Thursday, July 5, 2012

Toynbee Tiles

Recently I watched the documentary Resurrect Dead, which is a gripping tale of four men's mission to unravel the mystery of the Toynbee Tiles.  So what are the Toynbee tiles, and what makes them so mysterious?

In the mid-eighties, strange tiles started appearing on the ground in and around Philadelphia, Washington DC, and New York, bearing the message:

TOYNBEE IDEA
IN MOVIE '2001'
RESURRECT DEAD
ON PLANET JUPITER.

Many have interpreted this to be referring to an obscure conspiracy theory that it is possible for humanity to be reborn (resurrected), after death, on the planet Jupiter. Confused? Keep reading.

The 'Toynbee idea' most likely refers to the writings of Arnold Toynbee, who wrote that:

"Human nature presents human minds with a puzzle which they have not yet solved and may never succeed in solving, for all that we can tell. The dichotomy of a human being into 'soul' and 'body' is not a datum of experience. No one has ever been, or ever met, a living human soul without a body... Someone who accepts—as I myself do, taking it on trust—the present-day scientific account of the Universe may find it impossible to believe that a living creature, once dead, can come to life again; but, if he did entertain this belief, he would be thinking more 'scientifically' if he thought in the Christian terms of a psychosomatic resurrection than if he thought in the shamanistic terms of a disembodied spirit."

This same principle is discussed in Kubrick's film 2001: A Space Odyssey, when the main character dies but then is reborn at the end. The movie also discusses human colonization on Jupiter.

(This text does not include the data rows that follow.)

//! Overlay sizing and screen alignment.
//!
//! All values are logical points.

use crate::clamp;
use crate::model::constants::*;
use crate::model::Alignment;

/// A screen rectangle: origin plus size.
#[derive(Debug, Clone, Copy, PartialEq)]
pub struct ScreenRect {
    pub x: f32,
    pub y: f32,
    pub width: f32,
    pub height: f32,
}

impl ScreenRect {
    pub fn new(x: f32, y: f32, width: f32, height: f32) -> Self {
        Self { x, y, width, height }
    }

    pub fn right(&self) -> f32 {
        self.x + self.width
    }

    pub fn bottom(&self) -> f32 {
        self.y + self.height
    }

    /// Convert from physical pixels.
    pub fn scaled(self, pixels_per_point: f32) -> Self {
        if pixels_per_point <= 0.0 {
            return self;
        }
        Self::new(
            self.x / pixels_per_point,
            self.y / pixels_per_point,
            self.width / pixels_per_point,
            self.height / pixels_per_point,
        )
    }
}

/// Natural label width: text plus padding on both sides.
pub fn label_width(text_width: f32) -> f32 {
    text_width + 2.0 * LABEL_PADDING
}

/// Overlay width for a label of the given natural width, within [300, 800].
pub fn window_width(label_natural_width: f32) -> f32 {
    clamp(
        label_natural_width + OVERLAY_WIDTH_EXTRA,
        MIN_WINDOW_WIDTH,
        MAX_WINDOW_WIDTH,
    )
}

/// Overlay size for a label of the given natural width.
pub fn window_size(label_natural_width: f32) -> (f32, f32) {
    (window_width(label_natural_width), WINDOW_HEIGHT)
}

/// Top-left corner that places a window of `size` inside `area`.
///
/// Bottom-right is inset 20 from both edges; top-right is inset 20 from the
/// right edge and 20 down from the top.
pub fn aligned_origin(area: ScreenRect, size: (f32, f32), alignment: Alignment) -> (f32, f32) {
    let (w, h) = size;
    match alignment {
        Alignment::Center => (
            area.x + (area.width - w) / 2.0,
            area.y + (area.height - h) / 2.0,
        ),
        Alignment::BottomRight => (area.right() - w - EDGE_INSET, area.bottom() - h - EDGE_INSET),
        Alignment::TopRight => (area.right() - w - EDGE_INSET, area.y + EDGE_INSET),
    }
}
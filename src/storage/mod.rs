//! Settings persistence.

pub mod settings;

pub use settings::{default_settings_path, format_target, parse_target, SettingsStore};
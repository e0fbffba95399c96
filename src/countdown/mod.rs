//! Countdown logic (pure Rust, no window system).
//!
//! - [`format`]: remaining seconds to label text
//! - [`surface`]: the Idle/Running state machine behind the overlay
//! - [`geometry`]: overlay size and alignment math

pub mod format;
pub mod geometry;
pub mod surface;

pub use format::{display_text, format_remaining, placeholder_text};
pub use geometry::{aligned_origin, label_width, window_size, window_width, ScreenRect};
pub use surface::{CountdownState, CountdownSurface, TICK_INTERVAL};
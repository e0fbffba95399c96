//! Overlay view module.
//!
//! Contains the drawing logic for the countdown overlay.

pub mod drawing;

pub use drawing::{show_overlay, OverlayLayout};
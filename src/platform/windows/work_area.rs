//! Primary monitor work area (screen minus taskbar).

use std::ffi::c_void;

use windows::Win32::Foundation::RECT;
use windows::Win32::UI::WindowsAndMessaging::{
    SystemParametersInfoW, SPI_GETWORKAREA, SYSTEM_PARAMETERS_INFO_UPDATE_FLAGS,
};

use crate::countdown::ScreenRect;

/// Work area in physical pixels.
pub fn primary_work_area() -> Option<ScreenRect> {
    let mut rect = RECT::default();

    // SAFETY: SPI_GETWORKAREA writes a RECT into the provided buffer
    let result = unsafe {
        SystemParametersInfoW(
            SPI_GETWORKAREA,
            0,
            Some(&mut rect as *mut RECT as *mut c_void),
            SYSTEM_PARAMETERS_INFO_UPDATE_FLAGS(0),
        )
    };

    if let Err(e) = result {
        tracing::debug!(error = %e, "SPI_GETWORKAREA failed");
        return None;
    }

    Some(ScreenRect::new(
        rect.left as f32,
        rect.top as f32,
        (rect.right - rect.left) as f32,
        (rect.bottom - rect.top) as f32,
    ))
}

The same idea had been discussed in a play written by David Mamet, called 4 A.M. In the play, a caller calls in to a radio show (supposedly inspired by a real caller on Larry King, but this was never proven.) to try to spread word of his ideas based from Toynbee's idea of resurrection, and the possibility of rebirth and colonization on Jupiter as suggested in 2001. Mamet later claimed that his story was not based on a real caller, but was merely a product of his imagination. We still don't know is this is true, but it seems too large a coincidence to be unrelated to the strange Toynbee tiles. Mamet became convinced that the tiles were created as a tribute to his play, and was very pleased with them.

Other tiles appeared with variations on this message, and one block of four squares in the middle of the road in Philadelphia told about the tiler's conspiracy, stating:
John Knight Ridder is the Philadelphia thug hellion Jew who'd hated this movements guts- for years- takes money from the Mafia to make the Mafia look good in his newspapers so he has the Mafia in his back pocket. John Knight sent the Mafia to murder me in May 1991 [illegible] journalists [illegible] then gloated to my face about death and Knight Ridder great power to destroy. In fact John Knight went into hellion binge of joy over Knight-Ridder's great power to destroy.
I secured house with blast doors and fled the country in June 1991.
NBC attorneys journalists and security officials at Rockefeller Center fraudulently under the "Freedom of Information Act" all [illegible] orders NBC executives got the U.S. federal district attorney's office who got FBI to get Interpol to establish task force that located me in Dover England.
Which back home Inquirer got union goons from their own employees union to [illegible] down a "sports journalist." Who with ease bashed in lights and windows of neighborhood car- as well as men outside my house. They are stationed there still waiting for me.
NBC CBS group "W" Westinghouse, Time, Time Warner, Fox, Universal all of the "Cult of the Hellion" each one were Much worse than Knight-Ridder ever was[,] mostly hellion Jews.
When K.Y.W and NBC executives told John Knight the whole coven gloated in joyous fits on how their Soviet pals found a way to turn it into a...
There the message abruptly ends. 
Another tile stated, "I am only one man," which led investigators of the mystery on a hunt to discover who the one man was.
One tile on the ground in South America had an address in Philadelphia on it, which, some believe, is where the tiler lives. Neighbors have described him as quiet and shy, and that he had a car with a large antenna for jamming nearby televisions (there are several reports of having the same strange Toynbee message come over people's TVs). His car also had the floor taken out on one side, which explains how he could drop his tiles in the middle of crowded streets.  But no one has any concrete proof that this is who the real tiler was, and evidently he no longer lives there. The current residents know nothing about the tiles and are annoyed when people come to their house to ask about them.
I have also heard that there is a Toynbee tile located in the city where I live, which I am going to investigate further.  I don't know if it is an original tile (after they became more well-known, many imitation tiles sprung up, and most of the original tiles have disappeared thanks to repaving and traffic wear.) But i will certainly check it out and post photos of it as soon as possible.

Whatever the real story is, I definitely have a new favorite conspiracy theory.

Photos: Top: The four-panel conspiracy tiles
Bottom: A common Toynbee tile with a small robot that appeared on or near many tiles.

1 comment:

  1. The robot is the work of Stikman, who... probably isn't the Toynbee Tiler. Probably. Stickman does know the car floor panel trick, though.